■ REQUIRED WORK ■
Return every line of the data below word for word, including the punctuation.

(RECORDS SUPPLIED begins)

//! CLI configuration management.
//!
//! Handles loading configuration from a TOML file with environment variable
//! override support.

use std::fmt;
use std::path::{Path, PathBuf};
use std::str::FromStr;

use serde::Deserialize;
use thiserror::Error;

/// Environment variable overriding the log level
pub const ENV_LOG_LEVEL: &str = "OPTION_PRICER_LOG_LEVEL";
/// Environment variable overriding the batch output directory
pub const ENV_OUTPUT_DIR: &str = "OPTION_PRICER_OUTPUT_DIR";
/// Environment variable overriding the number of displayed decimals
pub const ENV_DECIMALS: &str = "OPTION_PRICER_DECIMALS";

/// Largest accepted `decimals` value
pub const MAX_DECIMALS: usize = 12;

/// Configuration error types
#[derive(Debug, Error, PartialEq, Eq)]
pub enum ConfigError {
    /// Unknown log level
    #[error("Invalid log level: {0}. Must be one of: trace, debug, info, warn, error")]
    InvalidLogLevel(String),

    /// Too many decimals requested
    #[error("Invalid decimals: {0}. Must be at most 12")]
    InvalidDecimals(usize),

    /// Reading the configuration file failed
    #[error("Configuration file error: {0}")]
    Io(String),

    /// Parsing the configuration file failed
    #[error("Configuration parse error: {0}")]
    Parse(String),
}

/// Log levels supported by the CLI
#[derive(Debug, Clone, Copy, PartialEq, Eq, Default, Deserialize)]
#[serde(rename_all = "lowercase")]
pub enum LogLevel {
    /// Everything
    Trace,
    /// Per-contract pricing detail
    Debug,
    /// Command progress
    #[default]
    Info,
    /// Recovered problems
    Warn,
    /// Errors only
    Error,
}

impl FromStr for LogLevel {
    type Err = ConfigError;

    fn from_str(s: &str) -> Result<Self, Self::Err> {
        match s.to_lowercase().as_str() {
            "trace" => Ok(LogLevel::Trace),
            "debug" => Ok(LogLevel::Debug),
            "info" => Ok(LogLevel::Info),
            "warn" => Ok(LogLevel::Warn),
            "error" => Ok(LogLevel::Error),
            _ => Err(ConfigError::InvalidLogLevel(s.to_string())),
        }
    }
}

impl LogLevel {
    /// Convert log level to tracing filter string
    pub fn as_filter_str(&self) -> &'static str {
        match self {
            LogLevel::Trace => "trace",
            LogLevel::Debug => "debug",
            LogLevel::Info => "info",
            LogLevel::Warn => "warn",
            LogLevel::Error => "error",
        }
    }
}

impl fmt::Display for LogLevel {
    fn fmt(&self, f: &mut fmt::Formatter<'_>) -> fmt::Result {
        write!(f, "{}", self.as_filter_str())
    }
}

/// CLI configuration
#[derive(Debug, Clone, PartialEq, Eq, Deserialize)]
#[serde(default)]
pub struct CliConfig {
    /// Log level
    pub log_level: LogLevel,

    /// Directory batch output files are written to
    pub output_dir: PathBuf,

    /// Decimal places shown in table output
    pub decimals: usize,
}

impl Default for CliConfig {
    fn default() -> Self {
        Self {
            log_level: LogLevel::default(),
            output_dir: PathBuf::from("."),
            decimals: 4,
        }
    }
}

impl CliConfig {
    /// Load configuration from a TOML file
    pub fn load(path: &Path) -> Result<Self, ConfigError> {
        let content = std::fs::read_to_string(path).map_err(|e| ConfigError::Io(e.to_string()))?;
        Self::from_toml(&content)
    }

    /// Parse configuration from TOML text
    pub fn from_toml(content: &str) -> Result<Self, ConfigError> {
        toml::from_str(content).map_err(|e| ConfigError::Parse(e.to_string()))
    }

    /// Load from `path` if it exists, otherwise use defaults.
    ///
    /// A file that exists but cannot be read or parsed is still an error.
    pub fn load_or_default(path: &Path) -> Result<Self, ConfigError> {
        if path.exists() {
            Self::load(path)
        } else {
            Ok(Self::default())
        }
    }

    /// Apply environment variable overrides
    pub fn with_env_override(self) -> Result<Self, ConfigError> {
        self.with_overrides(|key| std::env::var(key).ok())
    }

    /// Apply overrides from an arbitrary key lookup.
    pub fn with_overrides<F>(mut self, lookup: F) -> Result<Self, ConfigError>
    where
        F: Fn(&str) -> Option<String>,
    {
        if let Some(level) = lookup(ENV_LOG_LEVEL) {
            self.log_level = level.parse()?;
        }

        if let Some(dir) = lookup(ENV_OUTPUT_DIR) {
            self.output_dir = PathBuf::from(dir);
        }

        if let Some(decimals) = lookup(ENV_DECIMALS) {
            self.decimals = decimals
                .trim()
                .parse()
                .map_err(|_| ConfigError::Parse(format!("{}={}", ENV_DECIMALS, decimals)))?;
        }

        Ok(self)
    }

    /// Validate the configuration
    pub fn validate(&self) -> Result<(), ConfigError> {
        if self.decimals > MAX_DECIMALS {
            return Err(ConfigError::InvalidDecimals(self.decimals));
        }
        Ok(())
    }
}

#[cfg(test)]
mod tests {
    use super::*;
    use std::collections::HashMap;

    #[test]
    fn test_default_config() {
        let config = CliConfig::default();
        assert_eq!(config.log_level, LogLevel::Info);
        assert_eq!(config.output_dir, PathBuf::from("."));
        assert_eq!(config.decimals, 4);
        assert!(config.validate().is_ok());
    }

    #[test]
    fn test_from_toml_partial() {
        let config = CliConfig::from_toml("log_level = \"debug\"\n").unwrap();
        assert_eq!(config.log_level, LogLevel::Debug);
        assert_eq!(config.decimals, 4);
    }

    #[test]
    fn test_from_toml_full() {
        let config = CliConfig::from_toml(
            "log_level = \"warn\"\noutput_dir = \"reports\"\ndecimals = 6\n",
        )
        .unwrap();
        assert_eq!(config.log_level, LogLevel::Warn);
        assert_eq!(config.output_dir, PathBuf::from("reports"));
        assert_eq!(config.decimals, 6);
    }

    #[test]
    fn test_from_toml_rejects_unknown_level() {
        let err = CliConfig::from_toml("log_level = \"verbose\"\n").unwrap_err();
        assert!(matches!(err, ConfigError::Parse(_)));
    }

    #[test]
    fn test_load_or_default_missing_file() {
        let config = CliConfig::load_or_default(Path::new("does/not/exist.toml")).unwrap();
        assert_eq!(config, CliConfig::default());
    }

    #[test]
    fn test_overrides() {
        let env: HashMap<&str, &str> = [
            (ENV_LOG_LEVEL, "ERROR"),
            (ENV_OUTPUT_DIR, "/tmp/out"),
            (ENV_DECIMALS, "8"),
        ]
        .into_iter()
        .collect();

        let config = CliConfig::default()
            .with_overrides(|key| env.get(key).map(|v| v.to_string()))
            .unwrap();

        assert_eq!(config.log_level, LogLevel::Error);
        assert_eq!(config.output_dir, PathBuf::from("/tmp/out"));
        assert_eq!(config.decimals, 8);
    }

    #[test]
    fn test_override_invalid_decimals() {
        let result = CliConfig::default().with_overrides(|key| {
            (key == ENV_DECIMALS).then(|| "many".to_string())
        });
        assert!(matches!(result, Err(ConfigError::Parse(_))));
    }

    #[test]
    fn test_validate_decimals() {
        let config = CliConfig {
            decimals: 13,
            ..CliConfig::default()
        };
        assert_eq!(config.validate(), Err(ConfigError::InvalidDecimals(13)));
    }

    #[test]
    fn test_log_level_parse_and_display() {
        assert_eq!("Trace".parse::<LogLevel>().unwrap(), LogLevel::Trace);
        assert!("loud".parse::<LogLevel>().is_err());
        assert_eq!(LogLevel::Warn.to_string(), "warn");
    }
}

(RECORDS SUPPLIED ends)

■ REPLY TO THE TASK ■
//! CLI configuration management.
//!
//! Handles loading configuration from a TOML file with environment variable
//! override support.

use std::fmt;
use std::path::{Path, PathBuf};
use std::str::FromStr;

use serde::Deserialize;
use thiserror::Error;

/// Environment variable overriding the log level
pub const ENV_LOG_LEVEL: &str = "OPTION_PRICER_LOG_LEVEL";
/// Environment variable overriding the batch output directory
pub const ENV_OUTPUT_DIR: &str = "OPTION_PRICER_OUTPUT_DIR";
/// Environment variable overriding the number of displayed decimals
pub const ENV_DECIMALS: &str = "OPTION_PRICER_DECIMALS";

/// Largest accepted `decimals` value
pub const MAX_DECIMALS: usize = 12;

/// Configuration error types
#[derive(Debug, Error, PartialEq, Eq)]
pub enum ConfigError {
    /// Unknown log level
    #[error("Invalid log level: {0}. Must be one of: trace, debug, info, warn, error")]
    InvalidLogLevel(String),

    /// Too many decimals requested
    #[error("Invalid decimals: {0}. Must be at most 12")]
    InvalidDecimals(usize),

    /// Reading the configuration file failed
    #[error("Configuration file error: {0}")]
    Io(String),

    /// Parsing the configuration file failed
    #[error("Configuration parse error: {0}")]
    Parse(String),
}

/// Log levels supported by the CLI
#[derive(Debug, Clone, Copy, PartialEq, Eq, Default, Deserialize)]
#[serde(rename_all = "lowercase")]
pub enum LogLevel {
    /// Everything
    Trace,
    /// Per-contract pricing detail
    Debug,
    /// Command progress
    #[default]
    Info,
    /// Recovered problems
    Warn,
    /// Errors only
    Error,
}

impl FromStr for LogLevel {
    type Err = ConfigError;

    fn from_str(s: &str) -> Result<Self, Self::Err> {
        match s.to_lowercase().as_str() {
            "trace" => Ok(LogLevel::Trace),
            "debug" => Ok(LogLevel::Debug),
            "info" => Ok(LogLevel::Info),
            "warn" => Ok(LogLevel::Warn),
            "error" => Ok(LogLevel::Error),
            _ => Err(ConfigError::InvalidLogLevel(s.to_string())),
        }
    }
}

impl LogLevel {
    /// Convert log level to tracing filter string
    pub fn as_filter_str(&self) -> &'static str {
        match self {
            LogLevel::Trace => "trace",
            LogLevel::Debug => "debug",
            LogLevel::Info => "info",
            LogLevel::Warn => "warn",
            LogLevel::Error => "error",
        }
    }
}

impl fmt::Display for LogLevel {
    fn fmt(&self, f: &mut fmt::Formatter<'_>) -> fmt::Result {
        write!(f, "{}", self.as_filter_str())
    }
}

/// CLI configuration
#[derive(Debug, Clone, PartialEq, Eq, Deserialize)]
#[serde(default)]
pub struct CliConfig {
    /// Log level
    pub log_level: LogLevel,

    /// Directory batch output files are written to
    pub output_dir: PathBuf,

    /// Decimal places shown in table output
    pub decimals: usize,
}

impl Default for CliConfig {
    fn default() -> Self {
        Self {
            log_level: LogLevel::default(),
            output_dir: PathBuf::from("."),
            decimals: 4,
        }
    }
}

impl CliConfig {
    /// Load configuration from a TOML file
    pub fn load(path: &Path) -> Result<Self, ConfigError> {
        let content = std::fs::read_to_string(path).map_err(|e| ConfigError::Io(e.to_string()))?;
        Self::from_toml(&content)
    }

    /// Parse configuration from TOML text
    pub fn from_toml(content: &str) -> Result<Self, ConfigError> {
        toml::from_str(content).map_err(|e| ConfigError::Parse(e.to_string()))
    }

    /// Load from `path` if it exists, otherwise use defaults.
    ///
    /// A file that exists but cannot be read or parsed is still an error.
    pub fn load_or_default(path: &Path) -> Result<Self, ConfigError> {
        if path.exists() {
            Self::load(path)
        } else {
            Ok(Self::default())
        }
    }

    /// Apply environment variable overrides
    pub fn with_env_override(self) -> Result<Self, ConfigError> {
        self.with_overrides(|key| std::env::var(key).ok())
    }

    /// Apply overrides from an arbitrary key lookup.
    pub fn with_overrides<F>(mut self, lookup: F) -> Result<Self, ConfigError>
    where
        F: Fn(&str) -> Option<String>,
    {
        if let Some(level) = lookup(ENV_LOG_LEVEL) {
            self.log_level = level.parse()?;
        }

        if let Some(dir) = lookup(ENV_OUTPUT_DIR) {
            self.output_dir = PathBuf::from(dir);
        }

        if let Some(decimals) = lookup(ENV_DECIMALS) {
            self.decimals = decimals
                .trim()
                .parse()
                .map_err(|_| ConfigError::Parse(format!("{}={}", ENV_DECIMALS, decimals)))?;
        }

        Ok(self)
    }

    /// Validate the configuration
    pub fn validate(&self) -> Result<(), ConfigError> {
        if self.decimals > MAX_DECIMALS {
            return Err(ConfigError::InvalidDecimals(self.decimals));
        }
        Ok(())
    }
}

#[cfg(test)]
mod tests {
    use super::*;
    use std::collections::HashMap;

    #[test]
    fn test_default_config() {
        let config = CliConfig::default();
        assert_eq!(config.log_level, LogLevel::Info);
        assert_eq!(config.output_dir, PathBuf::from("."));
        assert_eq!(config.decimals, 4);
        assert!(config.validate().is_ok());
    }

    #[test]
    fn test_from_toml_partial() {
        let config = CliConfig::from_toml("log_level = \"debug\"\n").unwrap();
        assert_eq!(config.log_level, LogLevel::Debug);
        assert_eq!(config.decimals, 4);
    }

    #[test]
    fn test_from_toml_full() {
        let config = CliConfig::from_toml(
            "log_level = \"warn\"\noutput_dir = \"reports\"\ndecimals = 6\n",
        )
        .unwrap();
        assert_eq!(config.log_level, LogLevel::Warn);
        assert_eq!(config.output_dir, PathBuf::from("reports"));
        assert_eq!(config.decimals, 6);
    }

    #[test]
    fn test_from_toml_rejects_unknown_level() {
        let err = CliConfig::from_toml("log_level = \"verbose\"\n").unwrap_err();
        assert!(matches!(err, ConfigError::Parse(_)));
    }

    #[test]
    fn test_load_or_default_missing_file() {
        let config = CliConfig::load_or_default(Path::new("does/not/exist.toml")).unwrap();
        assert_eq!(config, CliConfig::default());
    }

    #[test]
    fn test_overrides() {
        let env: HashMap<&str, &str> = [
            (ENV_LOG_LEVEL, "ERROR"),
            (ENV_OUTPUT_DIR, "/tmp/out"),
            (ENV_DECIMALS, "8"),
        ]
        .into_iter()
        .collect();

        let config = CliConfig::default()
            .with_overrides(|key| env.get(key).map(|v| v.to_string()))
            .unwrap();

        assert_eq!(config.log_level, LogLevel::Error);
        assert_eq!(config.output_dir, PathBuf::from("/tmp/out"));
        assert_eq!(config.decimals, 8);
    }

    #[test]
    fn test_override_invalid_decimals() {
        let result = CliConfig::default().with_overrides(|key| {
            (key == ENV_DECIMALS).then(|| "many".to_string())
        });
        assert!(matches!(result, Err(ConfigError::Parse(_))));
    }

    #[test]
    fn test_validate_decimals() {
        let config = CliConfig {
            decimals: 13,
            ..CliConfig::default()
        };
        assert_eq!(config.validate(), Err(ConfigError::InvalidDecimals(13)));
    }

    #[test]
    fn test_log_level_parse_and_display() {
        assert_eq!("Trace".parse::<LogLevel>().unwrap(), LogLevel::Trace);
        assert!("loud".parse::<LogLevel>().is_err());
        assert_eq!(LogLevel::Warn.to_string(), "warn");
    }
}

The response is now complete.